Because the inbuilt sound is boring and rather tinny on my inbuilt mic, but I have left it in somewhat. I'd hardly call it racous though! Perhaps in comparison to Beethoven, but I'm sure you can just mute it if its that much of a nuisance?


----------



## Globalti (21 Dec 2010)

tombikess said:


> Do you know mark house lane well then? Never knew that about the lane though!



No, but it has all the characteristics of a very ancient packhorse trail so I Googled it. Packhorses were used for many hundreds of years for transporting goods before large-scale manufacturing started and brought the need for bigger capacity transport networks; first the canals and turnpike roads, then the railways and now the motorways. Not many people appreciate the size and extent of the packhorse network and the power of a train of 40 or more packhorses belting along like the medieval equivalent of a white van. Thanks to the width of a loaded packhorse pony, bridges had to have pedestrian refuges built on top of the cutwaters. Hebden Bridge is a superb example. If two packhorse trains met in opem country the drivers would fight it out with cudgels or blunderbuses over the right to the trail because once a pony left the hard trail it could sink into the bog with the weight it was carrying and it would take hours to get the whole train reassembled and moving again. 

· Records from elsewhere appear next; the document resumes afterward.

//! Objective weights and solver configuration. Layered the same way
//! `clockify-flex-rust` layers its own `dotenv` defaults under `clap` flags:
//! defaults → JSON config file → per-field CLI override.

use std::time::Duration;

use serde::{Deserialize, Serialize};

#[derive(Debug, Clone, Copy, PartialEq, Serialize, Deserialize)]
pub struct Weights {
    pub fill_bonus: f64,
    pub pref_bonus: f64,
    pub designated_bonus: f64,
    pub special_bonus: f64,
    pub fairness_coef: f64,
    pub designated_min: u32,
    pub big_penalty: f64,
    pub consecutive_penalty: f64,
}

impl Default for Weights {
    fn default() -> Self {
        Weights {
            fill_bonus: 1.0,
            pref_bonus: 10.0,
            designated_bonus: 5.0,
            special_bonus: 20.0,
            fairness_coef: 20.0,
            designated_min: 3,
            big_penalty: 1000.0,
            consecutive_penalty: 5.0,
        }
    }
}

#[derive(Debug, Clone, Copy, Default, Serialize, Deserialize)]
pub struct SolverConfig {
    /// Best-effort wall-clock cutoff. See [`crate::backend::MipBackend::solve`].
    #[serde(default, with = "duration_secs_option")]
    pub time_limit: Option<Duration>,
}

mod duration_secs_option {
    use serde::{Deserialize, Deserializer, Serialize, Serializer};
    use std::time::Duration;

    pub fn serialize<S: Serializer>(value: &Option<Duration>, serializer: S) -> Result<S::Ok, S::Error> {
        value.map(|d| d.as_secs_f64()).serialize(serializer)
    }

    pub fn deserialize<'de, D: Deserializer<'de>>(deserializer: D) -> Result<Option<Duration>, D::Error> {
        let secs: Option<f64> = Option::deserialize(deserializer)?;
        Ok(secs.map(Duration::from_secs_f64))
    }
}
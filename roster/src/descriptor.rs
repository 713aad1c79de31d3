//! C2: resolve a free-form day descriptor ("1st Tue", "Last Friday", "2nd
//! Working Wednesday") against the working-date list to a concrete date or
//! no-match.

use chrono::{Datelike, NaiveDate, Weekday};

/// The occurrence token of a descriptor: `1st`..`5th` or `last`.
#[derive(Debug, Clone, Copy, PartialEq, Eq)]
pub enum Occurrence {
    /// 1-based occurrence, e.g. `Nth(1)` for "1st".
    Nth(usize),
    Last,
}

#[derive(Debug, Clone, Copy, PartialEq, Eq)]
pub struct ParsedDescriptor {
    pub occurrence: Occurrence,
    pub weekday: Weekday,
}

/// Parses the weekday token of a `Days`/`OfficeDays` cell or a descriptor:
/// matches a case-insensitive 3-letter-or-longer prefix of `mon`, `tue`,
/// `wed`, `thu`, `fri` against either the short or full English weekday name.
pub fn parse_weekday_token(token: &str) -> Option<Weekday> {
    let lower = token.trim().to_lowercase();
    if lower.starts_with("mon") {
        Some(Weekday::Mon)
    } else if lower.starts_with("tue") {
        Some(Weekday::Tue)
    } else if lower.starts_with("wed") {
        Some(Weekday::Wed)
    } else if lower.starts_with("thu") {
        Some(Weekday::Thu)
    } else if lower.starts_with("fri") {
        Some(Weekday::Fri)
    } else {
        None
    }
}

fn parse_occurrence_token(token: &str) -> Option<Occurrence> {
    let lower = token.trim().to_lowercase();
    if lower == "last" {
        return Some(Occurrence::Last);
    }
    let digits: String = lower.chars().take_while(|c| c.is_ascii_digit()).collect();
    if digits.is_empty() {
        return None;
    }
    let n: usize = digits.parse().ok()?;
    if (1..=5).contains(&n) {
        Some(Occurrence::Nth(n))
    } else {
        None
    }
}

/// Parses a descriptor string into its occurrence and weekday tokens. Filler
/// words ("working", "the") are ignored. Returns `None` if either the
/// occurrence or the weekday token is absent; resolution then fails for
/// every date.
pub fn parse_descriptor(descriptor: &str) -> Option<ParsedDescriptor> {
    let mut occurrence = None;
    let mut weekday = None;
    for token in descriptor.split_whitespace() {
        if occurrence.is_none() {
            occurrence = parse_occurrence_token(token);
        }
        if weekday.is_none() {
            weekday = parse_weekday_token(token);
        }
    }
    Some(ParsedDescriptor {
        occurrence: occurrence?,
        weekday: weekday?,
    })
}

/// Resolves `descriptor` against `date`: does `date` satisfy the descriptor,
/// given the full ordered `working_dates` list of the month?
pub fn resolve(descriptor: &str, date: NaiveDate, working_dates: &[NaiveDate]) -> bool {
    let Some(parsed) = parse_descriptor(descriptor) else {
        return false;
    };
    resolve_parsed(&parsed, date, working_dates)
}

/// As [`resolve`], but takes an already-parsed descriptor to avoid
/// re-parsing the same string for every candidate date.
pub fn resolve_parsed(parsed: &ParsedDescriptor, date: NaiveDate, working_dates: &[NaiveDate]) -> bool {
    let same_weekday: Vec<NaiveDate> = working_dates
        .iter()
        .copied()
        .filter(|d| d.year() == date.year() && d.month() == date.month() && d.weekday() == parsed.weekday)
        .collect();

    match parsed.occurrence {
        Occurrence::Last => same_weekday.last() == Some(&date),
        Occurrence::Nth(n) => same_weekday.get(n - 1) == Some(&date),
    }
}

The biggest packhorse trail was the one entering London, where the V groove worn in the ground was tens of feet deep. The grooves were called hollow ways, hence the name of that district of London.


----------



## numbnuts (21 Dec 2010)

"what no helmet"


----------



## steveindenmark (1 Jan 2011)

Nice vid, didn`t like the music. 

You protect your hands and not your head...what does that tell us ????? 

I am looking for a new Canon but I already have the Rebel and the 550 is about the same size, I need a new compact camera. Be careful leaving £500 of camera laying around by itself on a country lane. 

Did you use an editing programme for your video?

Steve


----------